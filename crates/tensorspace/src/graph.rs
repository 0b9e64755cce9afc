//! Graph definitions and the engine seam the workspace runs them through.
//!
//! A [`GraphDef`] is an inert, serializable description of a computation; an
//! engine compiles it into an [`ExecutableGraph`] the workspace registers by
//! name. The workspace never interprets a definition itself; it only
//! brokers compilation and run requests across the [`GraphEngine`] boundary.

use std::sync::Arc;

use serde::{Deserialize, Serialize};

use crate::workspace::Workspace;

/// A single operator within a graph definition.
#[derive(Debug, Clone, PartialEq, Serialize, Deserialize)]
pub struct OpDef {
    pub name: String,
    /// Operator kind tag dispatched on by the engine (e.g. `"Fill"`).
    pub kind: String,
    #[serde(default)]
    pub inputs: Vec<String>,
    #[serde(default)]
    pub outputs: Vec<String>,
    /// Phase tag matched against the include/exclude run filters. Empty
    /// means the op runs in every phase.
    #[serde(default)]
    pub phase: String,
    /// Output shape, for ops that allocate rather than inherit one.
    #[serde(default)]
    pub shape: Option<Vec<usize>>,
    /// Scalar attribute for ops parameterized by a single constant.
    #[serde(default)]
    pub value: Option<f32>,
}

/// An immutable graph description, keyed by name in the workspace registry.
#[derive(Debug, Clone, PartialEq, Default, Serialize, Deserialize)]
pub struct GraphDef {
    pub name: String,
    #[serde(default)]
    pub ops: Vec<OpDef>,
}

impl GraphDef {
    pub fn new(name: impl Into<String>) -> Self {
        GraphDef {
            name: name.into(),
            ops: Vec::new(),
        }
    }

    pub fn with_op(mut self, op: OpDef) -> Self {
        self.ops.push(op);
        self
    }

    pub fn to_json_string(&self) -> serde_json::Result<String> {
        serde_json::to_string_pretty(self)
    }

    pub fn from_json_str(src: &str) -> serde_json::Result<Self> {
        serde_json::from_str(src)
    }
}

/// A compiled graph the workspace can run by name.
///
/// Implementations hold whatever compiled form the engine produced; `run`
/// may fetch and mutate workspace tensors, so implementations that need the
/// workspace back should keep a `Weak` reference to avoid an ownership
/// cycle with the registry that owns them.
pub trait ExecutableGraph: Send + Sync {
    fn name(&self) -> &str;

    /// Executes the graph, restricted by the phase filters. A non-empty
    /// `include` selects ops tagged with that phase; a non-empty `exclude`
    /// skips them.
    fn run(&self, include: &str, exclude: &str) -> anyhow::Result<()>;
}

/// Compiles [`GraphDef`]s into executable graphs for a workspace.
///
/// The associated `Graph` type keeps the workspace generic over its engine,
/// so compiled artifacts carry no type erasure unless the engine wants it.
pub trait GraphEngine: Send + Sync + Sized + 'static {
    type Graph: ExecutableGraph + 'static;

    /// Builds an executable graph from `def`. The target workspace is handed
    /// over so the compiled graph can resolve tensors when it later runs.
    fn compile(&self, def: &GraphDef, workspace: &Arc<Workspace<Self>>)
        -> anyhow::Result<Self::Graph>;
}

#[cfg(test)]
mod tests {
    use super::*;

    #[test]
    fn graph_def_round_trips_through_json() {
        let def = GraphDef::new("init").with_op(OpDef {
            name: "fill_w".to_string(),
            kind: "Fill".to_string(),
            inputs: Vec::new(),
            outputs: vec!["w".to_string()],
            phase: "train".to_string(),
            shape: Some(vec![2, 3]),
            value: None,
        });
        let encoded = def.to_json_string().unwrap();
        let decoded = GraphDef::from_json_str(&encoded).unwrap();
        assert_eq!(def, decoded);
    }

    #[test]
    fn op_def_fields_default_when_absent() {
        let decoded: GraphDef = serde_json::from_str(
            r#"{"name": "g", "ops": [{"name": "noop", "kind": "Copy"}]}"#,
        )
        .unwrap();
        let op = &decoded.ops[0];
        assert!(op.inputs.is_empty());
        assert!(op.phase.is_empty());
        assert_eq!(op.shape, None);
    }
}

####

WHAT YOU ARE ASKED TO DO
Search the data for the string "derive" and copy out every line where it is found.

EXERCISE SOLUTION
#[derive(Debug, Clone, PartialEq, Serialize, Deserialize)]
#[derive(Debug, Clone, PartialEq, Default, Serialize, Deserialize)]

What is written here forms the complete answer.